■ What you will do ■
Line by line, retype the material below exactly, from its first line up to and including the one holding "if let Some(category) = &filter.category".

■ Provided material ■

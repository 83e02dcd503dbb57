use async_trait::async_trait;
use sqlx::{PgPool, Postgres, QueryBuilder};
use storefront_core::{AppError, Page};
use storefront_models::{NewProduct, Product, ProductChanges, ProductFilter, ProductStats};
use tracing::instrument;
use uuid::Uuid;

use super::{like_pattern, limit_offset};
use crate::errors::{PRODUCT_CONFLICT, read_error, write_error};
use crate::store::ProductStore;

const PRODUCT_COLUMNS: &str =
    "id, name, description, price, category, stock, is_active, created_at, updated_at";

fn push_filters(qb: &mut QueryBuilder<'_, Postgres>, filter: &ProductFilter) {
    qb.push(" WHERE TRUE");

    if let Some(is_active) = filter.is_active {
        qb.push(" AND is_active = ").push_bind(is_active);
    }

    if let Some(category) = &filter.category {
        qb.push(" AND category = ").push_bind(category.clone());
    }

    if let Some(search) = &filter.search {
        let pattern = like_pattern(search);
        qb.push(" AND (name ILIKE ")
            .push_bind(pattern.clone())
            .push(" OR description ILIKE ")
            .push_bind(pattern)
            .push(")");
    }
}

#[derive(Clone, Debug)]
pub struct PgProductStore {
    db: PgPool,
}

impl PgProductStore {
    pub fn new(db: PgPool) -> Self {
        Self { db }
    }
}

#[async_trait]
impl ProductStore for PgProductStore {
    #[instrument(skip(self, product), fields(name = %product.name))]
    async fn create(&self, product: NewProduct) -> Result<Product, AppError> {
        sqlx::query_as::<_, Product>(&format!(
            "INSERT INTO products (id, name, description, price, category, stock)
             VALUES ($1, $2, $3, $4, $5, $6)
             RETURNING {PRODUCT_COLUMNS}"
        ))
        .bind(Uuid::new_v4())
        .bind(&product.name)
        .bind(&product.description)
        .bind(product.price)
        .bind(&product.category)
        .bind(product.stock)
        .fetch_one(&self.db)
        .await
        .map_err(|e| write_error(e, PRODUCT_CONFLICT, "Failed to insert product"))
    }

    #[instrument(skip(self))]
    async fn find_by_id(&self, id: Uuid) -> Result<Option<Product>, AppError> {
        sqlx::query_as::<_, Product>(&format!(
            "SELECT {PRODUCT_COLUMNS} FROM products WHERE id = $1"
        ))
        .bind(id)
        .fetch_optional(&self.db)
        .await
        .map_err(|e| read_error(e, "Failed to fetch product by ID"))
    }

    #[instrument(skip(self))]
    async fn name_taken(&self, name: &str, exclude: Option<Uuid>) -> Result<bool, AppError> {
        sqlx::query_scalar::<_, bool>(
            "SELECT EXISTS (SELECT 1 FROM products WHERE name = $1 AND ($2::uuid IS NULL OR id <> $2))",
        )
        .bind(name)
        .bind(exclude)
        .fetch_one(&self.db)
        .await
        .map_err(|e| read_error(e, "Failed to check product uniqueness"))
    }

    #[instrument(skip(self))]
    async fn list(&self, filter: &ProductFilter) -> Result<Page<Product>, AppError> {
        let mut count = QueryBuilder::<Postgres>::new("SELECT COUNT(*) FROM products");
        push_filters(&mut count, filter);
        let total: i64 = count
            .build_query_scalar()
            .fetch_one(&self.db)
            .await
            .map_err(|e| read_error(e, "Failed to count products"))?;

        let (limit, offset) = limit_offset(filter.page);
        let mut select =
            QueryBuilder::<Postgres>::new(format!("SELECT {PRODUCT_COLUMNS} FROM products"));
        push_filters(&mut select, filter);
        select
            .push(format!(
                " ORDER BY {} {}, id {}",
                filter.sort.column(),
                filter.order.as_sql(),
                filter.order.as_sql()
            ))
            .push(" LIMIT ")
            .push_bind(limit)
            .push(" OFFSET ")
            .push_bind(offset);

        let items = select
            .build_query_as::<Product>()
            .fetch_all(&self.db)
            .await
            .map_err(|e| read_error(e, "Failed to fetch products"))?;

        Ok(Page {
            items,
            total: total.max(0) as u64,
        })
    }

    #[instrument(skip(self, changes))]
    async fn update(
        &self,
        id: Uuid,
        changes: ProductChanges,
    ) -> Result<Option<Product>, AppError> {
        let mut qb = QueryBuilder::<Postgres>::new("UPDATE products SET updated_at = NOW()");

        if let Some(name) = changes.name {
            qb.push(", name = ").push_bind(name);
        }
        if let Some(description) = changes.description {
            qb.push(", description = NULLIF(")
                .push_bind(description)
                .push(", '')");
        }
        if let Some(price) = changes.price {
            qb.push(", price = ").push_bind(price);
        }
        if let Some(category) = changes.category {
            qb.push(", category = ").push_bind(category);
        }
        if let Some(stock) = changes.stock {
            qb.push(", stock = ").push_bind(stock);
        }
        if let Some(is_active) = changes.is_active {
            qb.push(", is_active = ").push_bind(is_active);
        }

        qb.push(" WHERE id = ")
            .push_bind(id)
            .push(format!(" RETURNING {PRODUCT_COLUMNS}"));

        qb.build_query_as::<Product>()
            .fetch_optional(&self.db)
            .await
            .map_err(|e| write_error(e, PRODUCT_CONFLICT, "Failed to update product"))
    }

    #[instrument(skip(self))]
    async fn categories(&self) -> Result<Vec<String>, AppError> {
        sqlx::query_scalar::<_, String>(
            "SELECT DISTINCT category FROM products WHERE is_active ORDER BY category",
        )
        .fetch_all(&self.db)
        .await
        .map_err(|e| read_error(e, "Failed to fetch product categories"))
    }

    #[instrument(skip(self))]
    async fn stats(&self) -> Result<ProductStats, AppError> {
        sqlx::query_as::<_, ProductStats>(
            r#"
            SELECT
                COUNT(*) AS total_products,
                COUNT(*) FILTER (WHERE is_active) AS active_products,
                COUNT(*) FILTER (WHERE NOT is_active) AS inactive_products,
                COALESCE(AVG(price), 0)::DOUBLE PRECISION AS average_price,
                COALESCE(MIN(price), 0)::DOUBLE PRECISION AS min_price,
                COALESCE(MAX(price), 0)::DOUBLE PRECISION AS max_price,
                COALESCE(SUM(stock), 0)::BIGINT AS total_stock
            FROM products
            "#,
        )
        .fetch_one(&self.db)
        .await
        .map_err(|e| read_error(e, "Failed to compute product statistics"))
    }

    #[instrument(skip(self))]
    async fn count(&self) -> Result<u64, AppError> {
        let total: i64 = sqlx::query_scalar("SELECT COUNT(*) FROM products")
            .fetch_one(&self.db)
            .await
            .map_err(|e| read_error(e, "Failed to count products"))?;
        Ok(total.max(0) as u64)
    }
}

■ Answer section ■
repository 83e02dcd503dbb57
use async_trait::async_trait;
use sqlx::{PgPool, Postgres, QueryBuilder};
use storefront_core::{AppError, Page};
use storefront_models::{NewProduct, Product, ProductChanges, ProductFilter, ProductStats};
use tracing::instrument;
use uuid::Uuid;

use super::{like_pattern, limit_offset};
use crate::errors::{PRODUCT_CONFLICT, read_error, write_error};
use crate::store::ProductStore;

const PRODUCT_COLUMNS: &str =
    "id, name, description, price, category, stock, is_active, created_at, updated_at";

fn push_filters(qb: &mut QueryBuilder<'_, Postgres>, filter: &ProductFilter) {
    qb.push(" WHERE TRUE");

    if let Some(is_active) = filter.is_active {
        qb.push(" AND is_active = ").push_bind(is_active);
    }

    if let Some(category) = &filter.category {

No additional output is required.